Arielle Kayabaga is a Canadian politician, who was elected to the Canadian House of Commons in the 2021 Canadian federal election. She represents the electoral district of London West as a member of the Liberal Party of Canada.

Biography 
Born in Bujumbura, Burundi, Kayabaga's family moved to Canada when she was 11 as refugees from the Burundian Civil War, living in Montreal for a year before moving to London, Ontario. She earned a bachelor's degree in political science from Carleton University in Ottawa in 2013. Before her election to the London City Council, Kayabaga worked as a settlement worker for newcomers to London and nearby Sarnia, Ontario.

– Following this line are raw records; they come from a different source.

//! Sensor readings published by clock boards
//!
//! Boards publish each sensor as a small record of name, type, unit and a
//! value, e.g. `{"name": "ref_locked", "type": "BOOLEAN", "unit": "locked",
//! "value": "true"}`. Some firmware writes the value as a bare JSON number or
//! boolean; those are kept as their string form.

use std::fmt;

use serde::{Deserialize, Deserializer, Serialize};

use crate::error::{ClockError, Result};

/// Data type tag carried by a sensor reading
#[derive(Debug, Clone, Copy, PartialEq, Eq, Serialize, Deserialize)]
#[serde(rename_all = "UPPERCASE")]
pub enum SensorDataType {
    Boolean,
    Integer,
    Realnum,
    String,
}

impl SensorDataType {
    pub fn as_str(self) -> &'static str {
        match self {
            SensorDataType::Boolean => "BOOLEAN",
            SensorDataType::Integer => "INTEGER",
            SensorDataType::Realnum => "REALNUM",
            SensorDataType::String => "STRING",
        }
    }
}

impl fmt::Display for SensorDataType {
    fn fmt(&self, f: &mut fmt::Formatter<'_>) -> fmt::Result {
        f.write_str(self.as_str())
    }
}

/// A single named sensor reading
#[derive(Debug, Clone, PartialEq, Eq, Serialize, Deserialize)]
pub struct SensorValue {
    /// Human readable sensor name
    pub name: String,
    /// Reading, always stored as a string
    #[serde(deserialize_with = "reading_as_string")]
    pub value: String,
    /// Unit, or the state label for booleans
    #[serde(default)]
    pub unit: String,
    #[serde(rename = "type")]
    pub data_type: SensorDataType,
}

impl SensorValue {
    /// Boolean sensor; the unit reflects the state (e.g. "locked"/"unlocked")
    pub fn boolean(name: impl Into<String>, value: bool, utrue: &str, ufalse: &str) -> Self {
        Self {
            name: name.into(),
            value: value.to_string(),
            unit: if value { utrue } else { ufalse }.to_string(),
            data_type: SensorDataType::Boolean,
        }
    }

    pub fn integer(name: impl Into<String>, value: i64, unit: impl Into<String>) -> Self {
        Self {
            name: name.into(),
            value: value.to_string(),
            unit: unit.into(),
            data_type: SensorDataType::Integer,
        }
    }

    pub fn realnum(name: impl Into<String>, value: f64, unit: impl Into<String>) -> Self {
        Self {
            name: name.into(),
            value: value.to_string(),
            unit: unit.into(),
            data_type: SensorDataType::Realnum,
        }
    }

    pub fn string(
        name: impl Into<String>,
        value: impl Into<String>,
        unit: impl Into<String>,
    ) -> Self {
        Self {
            name: name.into(),
            value: value.into(),
            unit: unit.into(),
            data_type: SensorDataType::String,
        }
    }

    /// Interpret the reading as a boolean ("true"/"false")
    pub fn to_bool(&self) -> Result<bool> {
        match self.value.as_str() {
            "true" => Ok(true),
            "false" => Ok(false),
            _ => Err(self.conversion_error("not a boolean")),
        }
    }

    pub fn to_int(&self) -> Result<i64> {
        self.value
            .trim()
            .parse()
            .map_err(|e: std::num::ParseIntError| self.conversion_error(&e.to_string()))
    }

    pub fn to_real(&self) -> Result<f64> {
        self.value
            .trim()
            .parse()
            .map_err(|e: std::num::ParseFloatError| self.conversion_error(&e.to_string()))
    }

    /// One-line `name: value unit` rendering
    pub fn to_pp_string(&self) -> String {
        self.to_string()
    }

    fn conversion_error(&self, reason: &str) -> ClockError {
        ClockError::SensorConversion {
            name: self.name.clone(),
            value: self.value.clone(),
            reason: reason.to_string(),
        }
    }
}

/// Accept string, numeric or boolean readings
fn reading_as_string<'de, D>(deserializer: D) -> std::result::Result<String, D::Error>
where
    D: Deserializer<'de>,
{
    #[derive(Deserialize)]
    #[serde(untagged)]
    enum Reading {
        Text(String),
        Flag(bool),
        Signed(i64),
        Unsigned(u64),
        Real(f64),
    }

    Ok(match Reading::deserialize(deserializer)? {
        Reading::Text(s) => s,
        Reading::Flag(b) => b.to_string(),
        Reading::Signed(n) => n.to_string(),
        Reading::Unsigned(n) => n.to_string(),
        Reading::Real(f) => f.to_string(),
    })
}

impl fmt::Display for SensorValue {
    fn fmt(&self, f: &mut fmt::Formatter<'_>) -> fmt::Result {
        if self.unit.is_empty() {
            write!(f, "{}: {}", self.name, self.value)
        } else {
            write!(f, "{}: {} {}", self.name, self.value, self.unit)
        }
    }
}

#[cfg(test)]
mod tests {
    use super::*;

    #[test]
    fn test_boolean_unit_follows_state() {
        let locked = SensorValue::boolean("ref_locked", true, "locked", "unlocked");
        assert_eq!(locked.value, "true");
        assert_eq!(locked.unit, "locked");
        assert!(locked.to_bool().unwrap());

        let unlocked = SensorValue::boolean("ref_locked", false, "locked", "unlocked");
        assert_eq!(unlocked.unit, "unlocked");
        assert!(!unlocked.to_bool().unwrap());
    }

    #[test]
    fn test_numeric_conversions() {
        let temp = SensorValue::realnum("temperature", 41.5, "C");
        assert_eq!(temp.to_real().unwrap(), 41.5);

        let fan = SensorValue::integer("cooling fan", 3, "rpm");
        assert_eq!(fan.to_int().unwrap(), 3);
        assert!(fan.to_bool().is_err());
    }

    #[test]
    fn test_conversion_error_names_sensor() {
        let sensor = SensorValue::string("using_ref", "external", "");
        let err = sensor.to_int().unwrap_err();
        match err {
            ClockError::SensorConversion { name, value, .. } => {
                assert_eq!(name, "using_ref");
                assert_eq!(value, "external");
            }
            other => panic!("unexpected error: {other}"),
        }
    }

    #[test]
    fn test_deserialize_firmware_record() {
        let json = r#"{"name": "ref_locked", "type": "BOOLEAN", "unit": "locked", "value": "true"}"#;
        let sensor: SensorValue = serde_json::from_str(json).unwrap();

        assert_eq!(sensor.data_type, SensorDataType::Boolean);
        assert_eq!(sensor.to_pp_string(), "ref_locked: true locked");
    }

    #[test]
    fn test_deserialize_bare_readings() {
        let temp: SensorValue = serde_json::from_str(
            r#"{"name": "temperature", "type": "REALNUM", "unit": "C", "value": 38.5}"#,
        )
        .unwrap();
        assert_eq!(temp.value, "38.5");
        assert_eq!(temp.to_real().unwrap(), 38.5);

        let fan: SensorValue = serde_json::from_str(
            r#"{"name": "cooling fan", "type": "INTEGER", "unit": "rpm", "value": -2}"#,
        )
        .unwrap();
        assert_eq!(fan.to_int().unwrap(), -2);

        let lock: SensorValue = serde_json::from_str(
            r#"{"name": "gps_lock", "type": "BOOLEAN", "unit": "locked", "value": true}"#,
        )
        .unwrap();
        assert_eq!(lock.value, "true");
        assert!(lock.to_bool().unwrap());

        let nested = serde_json::from_str::<SensorValue>(
            r#"{"name": "gps_tpv", "type": "STRING", "unit": "", "value": {"mode": 3}}"#,
        );
        assert!(nested.is_err());
    }

    #[test]
    fn test_display_without_unit() {
        let sensor = SensorValue::string("using_ref", "internal", "");
        assert_eq!(sensor.to_string(), "using_ref: internal");
    }
}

In 2018, she was elected to the London City Council at age 27, becoming the first black woman to do so in the city's history. As a city councillor, she chaired the Corporate Services Committee and sat on the Standing Committee on Municipal Finance. In September 2020, London police launched an investigation after she reported her office receiving harassing phone calls.

Ahead of the 2021 Canadian federal election, she announced her intention to run for the federal House of Commons, winning the Liberal Party of Canada nomination for the riding of London West three days before the start of the electoral campaign. She successfully won the seat with 36,8% of the vote, replacing outgoing Liberal MP Kate Young. She is the first Franco-Ontarian to serve as MP for London West.

Electoral record

References

External links

Living people
Members of the House of Commons of Canada from Ontario
Liberal Party of Canada MPs
Burundian emigrants to Canada
London, Ontario city councillors
Black Canadian politicians
Black Canadian women
Franco-Ontarian people
People from Bujumbura
Women members of the House of Commons of Canada
Carleton University alumni
21st-century Canadian politicians
21st-century Canadian women politicians
Year of birth missing (living people)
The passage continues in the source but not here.